Jones is the president of Detroit City Council. According to the Associated Press, she announced her candidacy in January, a few days after both Ian Conyers and John Conyers III made bids for the seat.
Kimberly Hill Knott
Knott, a former legislative assistant to Conyers, is running on the issues of the environment/clean energy; economic development; education and health care.
According to her campaign website, during her time as a legislative assistant, she was able to help prisoners transition back into society and helped craft legislation that supported ex-offenders, which prevented them from falling into conditions of homelessness. She also convened federal and state probation officers and workforce development specialists to develop a pilot job training program for ex-offenders, as well as a job fair, held at Cobo Hall.
Tlaib is a public interest lawyer and former three-term state representative. She is the first Muslim American woman to be elected to the state legislature and seeks to bring an effective change through running for Congress.\
White is a Southgate resident and a former community service officer for the Detroit Police Department who now works for an emergency medical transportation company.

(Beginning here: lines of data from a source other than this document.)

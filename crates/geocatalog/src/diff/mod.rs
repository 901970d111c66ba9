//! Reconciles freshly extracted records against the catalog's prior state.
//!
//! Matching is by identity `(file_path, layer_name)` only. A match inherits
//! the prior management fields; everything else comes from the new
//! extraction. Prior identities that the scan never produced are retired.
//! In fresh mode nothing is matched and nothing is retired.

use std::collections::{HashMap, HashSet};

use crate::record::{Identity, InventoryRecord, ManagementFields};

/// How a record was classified against the prior catalog.
#[derive(Debug, Clone, Copy, PartialEq, Eq)]
pub enum Reconciled {
    /// First sighting; management fields start at their defaults.
    New,
    /// Known identity; prior management fields were carried forward.
    Preserved,
    /// The identity was already produced earlier in this scan. The record
    /// must not be written.
    Duplicate,
}

#[derive(Debug, Clone, Copy, Default, PartialEq, Eq)]
pub struct DiffCounts {
    pub new: usize,
    pub preserved: usize,
    pub duplicates: usize,
}

pub struct CatalogDiffEngine {
    prior: HashMap<Identity, ManagementFields>,
    update_mode: bool,
    seen: HashSet<Identity>,
    counts: DiffCounts,
}

impl CatalogDiffEngine {
    /// Update-mode engine over the prior active records' management fields.
    pub fn new(prior: HashMap<Identity, ManagementFields>) -> Self {
        Self {
            prior,
            update_mode: true,
            seen: HashSet::new(),
            counts: DiffCounts::default(),
        }
    }

    /// Fresh-mode engine: every record is new and nothing is retired.
    pub fn fresh() -> Self {
        Self {
            prior: HashMap::new(),
            update_mode: false,
            seen: HashSet::new(),
            counts: DiffCounts::default(),
        }
    }

    pub fn is_update_mode(&self) -> bool {
        self.update_mode
    }

    /// Sets the record's management fields from the prior catalog, or
    /// resets them for a new identity.
    pub fn reconcile(&mut self, record: &mut InventoryRecord) -> Reconciled {
        if !self.seen.insert(record.identity.clone()) {
            self.counts.duplicates += 1;
            return Reconciled::Duplicate;
        }

        match self.prior.get(&record.identity) {
            Some(management) if self.update_mode => {
                record.management = management.clone();
                self.counts.preserved += 1;
                Reconciled::Preserved
            }
            _ => {
                record.management = ManagementFields::default();
                self.counts.new += 1;
                Reconciled::New
            }
        }
    }

    /// Identities produced by this scan so far.
    pub fn seen(&self) -> &HashSet<Identity> {
        &self.seen
    }

    /// Prior identities this scan did not produce, in a stable order.
    pub fn retirements(&self) -> Vec<Identity> {
        if !self.update_mode {
            return Vec::new();
        }
        let mut missing: Vec<Identity> = self
            .prior
            .keys()
            .filter(|id| !self.seen.contains(*id))
            .cloned()
            .collect();
        missing.sort_by(|a, b| {
            a.file_path
                .cmp(&b.file_path)
                .then_with(|| a.layer_name.cmp(&b.layer_name))
        });
        missing
    }

    pub fn counts(&self) -> DiffCounts {
        self.counts
    }
}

According to his platform, his goals include redeveloping neighborhoods and communities, including making water affordable for residents stopping tax foreclosures of many owner-occupied homes and increasing public safety; economic prosperity; education, including early childhood education, afterschool programs, college graduation and teacher pay and health care.
Wild has been mayor of Westland since 2007 and is running to boost transportation options for seniors, implement youth jobs programs and calls for pushing anti-discrimination policies for LGBTQ residents.
Coleman Young II
Term-limited State Sen. Coleman Young II (D-Detroit) lost the Democratic primary challenge to Detroit Mayor Mike Duggan last year. His campaign manager, Adolph Mongo, claims that Young had been approached to run for Conyers’ vacant seat and that he is passionate about bringing social justice.
Brenda Lawrence (Democrat incumbent)
U.S. Rep. Brenda Lawrence (D-Southfield) is a member of the Transportation and Infrastructure Committee as well as the House Oversight and Government Reform Committee. First elected to Congress in 2014, the former four-term mayor of Southfield recently helped introduce legislation that calls for employees of Congress to be trained to prevent sexual harassment.